I’ve started co-blogging with a new friend/adoption advocate/adoptive mom. Her name is Danielle and she’s a two-time colon cancer survivor. She’s super young and super cute and super tough as nails. She’s kicked cancer twice before she’s seen my side of age 30.
Back story: Danielle got colon cancer when she was in high school. She beat it and then got married to a wonderful guy who I was friends with in high school. He’s a doll and they were super happy. Then Danielle got colon cancer again, beat it again, and they discovered that treatment made adoption a great option for family building. Back in the day I met with Danielle and her husband to talk about their options for adoption. And at that time, she had just recently beaten the second round, so they were pretty limited with options. Praise the Lord they adopted the sweetest little girl into their family soon after, through a huge blessing of a friend, who had had a friend, who had a cousin’s-grandma’s-neighbor (or something like that)… But this entrance into the adoption world resulted in this high profile blogger and cancer survivor now becoming a high profile adoption advocate as well. And fast forward to our first co-blogging article about adopting after cancer.
This has spurred me to think about the bigger issue of adopting after health concerns, or other issues that have cropped up before or during your home study. So I thought I should write about this issues. Cozy up with a cup of coffee for installment 1 of home study truth time with your old social worker, Nikki.
Fact: There is nothing you can tell me at this point that I haven’t heard yet. Nothing. Perhaps its not your exact issue, but it’s some deviation of the same issues. The bottom line is that you just need to be honest. Most of the time I don’t really care too much about the issue (not all of the time mind you, but most of the time), but the more important thing is the resolve now. How has it been handled or where is the issue today?
So let’s start by talking about a health issues. I think most cancer survivors are worried about getting an approved home study. But with a good doctors letter (especially when I read the sobering fact that you are now less likely to get this type of cancer than I am!) and talking about your prognosis with you, it should be just fine. There’s no magic equation that you have to share with me to get me to approve your home study. It basically comes down to what your doctor has to say about it. This goes for most health issues that have been treated, or are able to be prolonged with current treatment.
But cancer and other major health issues are hard to hide. Even if you wanted to try, you know your doctor will have to mention them on your medical form for the home study, so you don’t have a choice but to be forthcoming with the information from the start. The real trickery is with those of you who have issues that are less open and obvious. To you I say, just be honest. I really don’t judge you. Really.

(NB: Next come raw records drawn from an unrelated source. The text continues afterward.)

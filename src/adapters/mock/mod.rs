//! In-memory collaborators for tests.

pub mod auth;
pub mod gateway;
pub mod storage;

pub use auth::{AuthOp, InMemoryAuth};
pub use gateway::{GatewayCall, InMemoryGateway, Op};
pub use storage::{InMemoryStorage, StoredObject};
//! Backend and access-policy configuration.
//!
//! Built with `with_*` methods or read from the environment:
//!
//! | Variable | Meaning | Default |
//! |----------|---------|---------|
//! | `POKESOCIAL_URL` | Backend base URL | required |
//! | `POKESOCIAL_ANON_KEY` | Public API key sent with every request | empty |
//! | `POKESOCIAL_IMAGE_BUCKET` | Bucket for post images | `post-images` |
//! | `POKESOCIAL_ELEVATED_EMAILS` | Comma-separated elevated-access allow-list | one reserved address |

use crate::error::ConfigError;

pub const ENV_URL: &str = "POKESOCIAL_URL";
pub const ENV_ANON_KEY: &str = "POKESOCIAL_ANON_KEY";
pub const ENV_IMAGE_BUCKET: &str = "POKESOCIAL_IMAGE_BUCKET";
pub const ENV_ELEVATED_EMAILS: &str = "POKESOCIAL_ELEVATED_EMAILS";

pub const DEFAULT_IMAGE_BUCKET: &str = "post-images";

/// The reserved address granted elevated access when no allow-list is configured.
pub const DEFAULT_ELEVATED_EMAIL: &str = "trainer@pokesocial.app";

/// Which registration emails receive the elevated-access flag.
///
/// Matching is exact and case-sensitive.
#[derive(Debug, Clone, PartialEq, Eq)]
pub struct ElevatedAccessPolicy {
    emails: Vec<String>,
}

impl Default for ElevatedAccessPolicy {
    fn default() -> Self {
        Self {
            emails: vec![DEFAULT_ELEVATED_EMAIL.to_string()],
        }
    }
}

impl ElevatedAccessPolicy {
    pub fn new<I, S>(emails: I) -> Self
    where
        I: IntoIterator<Item = S>,
        S: Into<String>,
    {
        Self {
            emails: emails.into_iter().map(Into::into).collect(),
        }
    }

    /// Parse a comma-separated list. Blank entries are skipped.
    pub fn parse(list: &str) -> Self {
        Self::new(
            list.split(',')
                .map(str::trim)
                .filter(|email| !email.is_empty()),
        )
    }

    pub fn grants(&self, email: &str) -> bool {
        self.emails.iter().any(|allowed| allowed == email)
    }

    pub fn emails(&self) -> &[String] {
        &self.emails
    }
}

/// Connection settings for the hosted backend.
///
/// # Example
///
/// ```ignore
/// use pokesocial::config::BackendConfig;
///
/// let config = BackendConfig::new("https://project.example.co")
///     .with_anon_key("public-anon-key")
///     .with_image_bucket("post-images");
/// ```
#[derive(Debug, Clone, PartialEq, Eq)]
pub struct BackendConfig {
    /// Base URL without a trailing slash
    pub base_url: String,
    pub anon_key: String,
    pub image_bucket: String,
    pub elevated_access: ElevatedAccessPolicy,
}

impl BackendConfig {
    pub fn new(base_url: impl Into<String>) -> Self {
        Self {
            base_url: base_url.into().trim_end_matches('/').to_string(),
            anon_key: String::new(),
            image_bucket: DEFAULT_IMAGE_BUCKET.to_string(),
            elevated_access: ElevatedAccessPolicy::default(),
        }
    }

    pub fn with_anon_key(mut self, key: impl Into<String>) -> Self {
        self.anon_key = key.into();
        self
    }

    pub fn with_image_bucket(mut self, bucket: impl Into<String>) -> Self {
        self.image_bucket = bucket.into();
        self
    }

    pub fn with_elevated_access(mut self, policy: ElevatedAccessPolicy) -> Self {
        self.elevated_access = policy;
        self
    }

    /// Read the configuration from `POKESOCIAL_*` environment variables.
    pub fn from_env() -> Result<Self, ConfigError> {
        Self::from_lookup(|var| std::env::var(var).ok())
    }

    /// Build from any variable source. Empty values count as unset.
    pub fn from_lookup<F>(lookup: F) -> Result<Self, ConfigError>
    where
        F: Fn(&str) -> Option<String>,
    {
        let get = |var: &str| lookup(var).filter(|value| !value.trim().is_empty());

        let base_url = get(ENV_URL).ok_or(ConfigError::Missing { var: ENV_URL })?;
        let base_url = base_url.trim();
        if !(base_url.starts_with("http://") || base_url.starts_with("https://")) {
            return Err(ConfigError::Invalid {
                var: ENV_URL,
                message: format!("expected an http(s) URL, got '{}'", base_url),
            });
        }

        let mut config = Self::new(base_url);
        if let Some(key) = get(ENV_ANON_KEY) {
            config = config.with_anon_key(key.trim());
        }
        if let Some(bucket) = get(ENV_IMAGE_BUCKET) {
            config = config.with_image_bucket(bucket.trim());
        }
        if let Some(list) = get(ENV_ELEVATED_EMAILS) {
            let policy = ElevatedAccessPolicy::parse(&list);
            if policy.emails().is_empty() {
                return Err(ConfigError::Invalid {
                    var: ENV_ELEVATED_EMAILS,
                    message: "no addresses listed".to_string(),
                });
            }
            config = config.with_elevated_access(policy);
        }
        Ok(config)
    }
}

To the family who got pregnant before you got married, fear not, you were not telling me anything I hadn’t yet heard before. (Plus, I can do math.) To the couple who has gone through a separation, weathered it, gotten a ton of counseling, attends annual marriage retreats, and now gives marriage counseling to other couples at your church, fact of the matter is your marriage is probably stronger than most and you are more likely to address issues in the future before they become mountains (because you don’t want to climb that mountain again!) To the couple whose home study is done, and you get pregnant and you think it’s a good idea just not to tell me and you are figuring out what it’s going to be like to have virtual twins, but then you need a home study update and you open the door with a baby in your arms, bad call folks, bad call. I could have been helping you during this past year to prepare better for a lifetime of challenges (because, I do have a lot of knowledge about this and I can help. Plus, at least get your moneys worth and make me work for it!) And to the family whose parents are not accepting of your plans to adopt, you are in good company. I could facilitate a whole support group of you people; that’s how common it is. In fact, I’m writing two of your home studies right now.
The point is, sharing this stuff with me before it becomes uncovered, or becomes a mystery I have to solve, really is just a lot better. It’s going to start us out on the right foot; the foot where I feel that we’re walking your adoption journey together. Which, let’s just be honest, is a way better way to complete your adoption process. I need you to trust me, and I need to trust you. It’s like Robert DeNiro’s “circle of trust” in Meet the Parents. I like to call it the truth nest because it sounds cuter and I like birds. So let’s just start with our little nest of truth, and we’ll work from there.